──────── Supplied records

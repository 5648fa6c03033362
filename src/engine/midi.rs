//! Raw MIDI byte decoding for the messages the synth reacts to.
//!
//! Transport and device enumeration live outside the crate; whoever owns the
//! MIDI port hands the bytes to [`crate::SynthController::handle_midi`].

pub const BEND_CENTER: u16 = 8192;
pub const BEND_MAX: u16 = 16383;

pub const CC_SUSTAIN: u8 = 64;
pub const CC_ALL_SOUND_OFF: u8 = 120;
pub const CC_ALL_NOTES_OFF: u8 = 123;

#[derive(Debug, Clone, Copy, PartialEq)]
pub enum MidiMessage {
  NoteOn { channel: u8, note: u8, velocity: u8 },
  NoteOff { channel: u8, note: u8 },
  /// 14-bit value, 8192 = centre.
  PitchBend { channel: u8, value: u16 },
  ChannelPressure { channel: u8, value: u8 },
  ControlChange { channel: u8, controller: u8, value: u8 },
  Other,
}

impl MidiMessage {
  /// Decode one short message. Returns `None` for an empty slice; truncated or
  /// unsupported messages decode to `Other`.
  pub fn parse(bytes: &[u8]) -> Option<Self> {
    let status = *bytes.first()?;
    let channel = status & 0x0F;
    let data = |i: usize| bytes.get(i).map(|b| b & 0x7F);
    let msg = match (status & 0xF0, data(1), data(2)) {
      (0x90, Some(note), Some(0)) => MidiMessage::NoteOff { channel, note },
      (0x90, Some(note), Some(velocity)) => MidiMessage::NoteOn { channel, note, velocity },
      (0x80, Some(note), Some(_)) => MidiMessage::NoteOff { channel, note },
      (0xE0, Some(lsb), Some(msb)) => MidiMessage::PitchBend { channel, value: (lsb as u16) | ((msb as u16) << 7) },
      (0xD0, Some(value), _) => MidiMessage::ChannelPressure { channel, value },
      (0xB0, Some(controller), Some(value)) => MidiMessage::ControlChange { channel, controller, value },
      _ => MidiMessage::Other,
    };
    Some(msg)
  }
}

/// Normalise a 14-bit bend value to -1..1 (both ends reach exactly ±1).
#[inline]
pub fn bend_normalized(value: u16) -> f32 {
  let v = value.min(BEND_MAX) as f32 - BEND_CENTER as f32;
  if v >= 0.0 { v / (BEND_MAX - BEND_CENTER) as f32 } else { v / BEND_CENTER as f32 }
}

/// 14-bit bend value to semitones for a given bend range.
#[inline]
pub fn bend_to_semitones(value: u16, range: f32) -> f32 { bend_normalized(value) * range }
/// Circular buffer with fractional (linear) reads.
///
/// Read first, then push: `read(d)` returns the sample pushed `d` pushes ago.
#[derive(Clone, Debug)]
pub struct DelayLine {
  buf: Vec<f32>,
  wr: usize,
}

impl DelayLine {
  pub fn new(max_delay: usize) -> Self {
    let len = (max_delay + 2).max(4);
    Self { buf: vec![0.0; len], wr: 0 }
  }

  pub fn with_max_seconds(seconds: f32, sr: f32) -> Self {
    Self::new((seconds.max(0.0) * sr).ceil() as usize)
  }

  /// Longest delay (in samples) that can be read.
  #[inline]
  pub fn max_delay(&self) -> f32 { (self.buf.len() - 2) as f32 }

  #[inline]
  fn wrap(&self, i: isize) -> usize {
    let m = self.buf.len() as isize;
    let mut k = i % m;
    if k < 0 { k += m; }
    k as usize
  }

  #[inline]
  pub fn read(&self, delay: f32) -> f32 {
    let d = if delay.is_finite() { delay.clamp(1.0, self.max_delay()) } else { 1.0 };
    let idx = self.wr as f32 - d;
    let i0 = idx.floor();
    let frac = idx - i0;
    let s0 = self.buf[self.wrap(i0 as isize)];
    let s1 = self.buf[self.wrap(i0 as isize + 1)];
    s0 + (s1 - s0) * frac
  }

  /// Whole-sample read without interpolation, `delay` pushes back.
  #[inline]
  pub fn tap(&self, delay: usize) -> f32 {
    let d = delay.clamp(1, self.buf.len() - 1);
    self.buf[self.wrap(self.wr as isize - d as isize)]
  }

  #[inline]
  pub fn push(&mut self, x: f32) {
    self.buf[self.wr] = x;
    self.wr += 1;
    if self.wr >= self.buf.len() { self.wr = 0; }
  }

  pub fn clear(&mut self) {
    self.buf.fill(0.0);
    self.wr = 0;
  }
}

#[cfg(test)]
mod tests {
  use super::*;

  #[test]
  fn integer_delay_returns_pushed_sample() {
    let mut d = DelayLine::new(16);
    d.push(1.0);
    for _ in 0..4 { d.push(0.0); }
    assert_eq!(d.read(5.0), 1.0);
    assert_eq!(d.read(4.0), 0.0);
  }

  #[test]
  fn fractional_read_interpolates() {
    let mut d = DelayLine::new(8);
    d.push(1.0);
    d.push(0.0);
    // halfway between 1 and 2 samples back
    assert!((d.read(1.5) - 0.5).abs() < 1e-6);
  }

  #[test]
  fn out_of_range_delays_are_clamped() {
    let mut d = DelayLine::new(8);
    d.push(0.25);
    assert_eq!(d.read(0.0), 0.25);
    assert!(d.read(1e9).is_finite());
    assert_eq!(d.read(f32::NAN), 0.25);
  }

  #[test]
  fn tap_agrees_with_integer_read() {
    let mut d = DelayLine::new(32);
    for i in 0..40 { d.push(i as f32); }
    for k in 1..30 { assert_eq!(d.tap(k), d.read(k as f32)); }
    assert_eq!(d.tap(0), d.tap(1));
  }

  #[test]
  fn clear_silences() {
    let mut d = DelayLine::new(8);
    for _ in 0..20 { d.push(1.0); }
    d.clear();
    for k in 1..8 { assert_eq!(d.read(k as f32), 0.0); }
  }
}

────────────────

> _Aim of the exercise_
Here the job is to set down exactly the lines of the material above that fall between the one with "let m = self.buf.len() as isize;" and the one with "let d = if delay.is_finite()", inclusive, and nothing beyond them.

> _Worked solution_
    let m = self.buf.len() as isize;
    let mut k = i % m;
    if k < 0 { k += m; }
    k as usize
  }

  #[inline]
  pub fn read(&self, delay: f32) -> f32 {
    let d = if delay.is_finite() { delay.clamp(1.0, self.max_delay()) } else { 1.0 };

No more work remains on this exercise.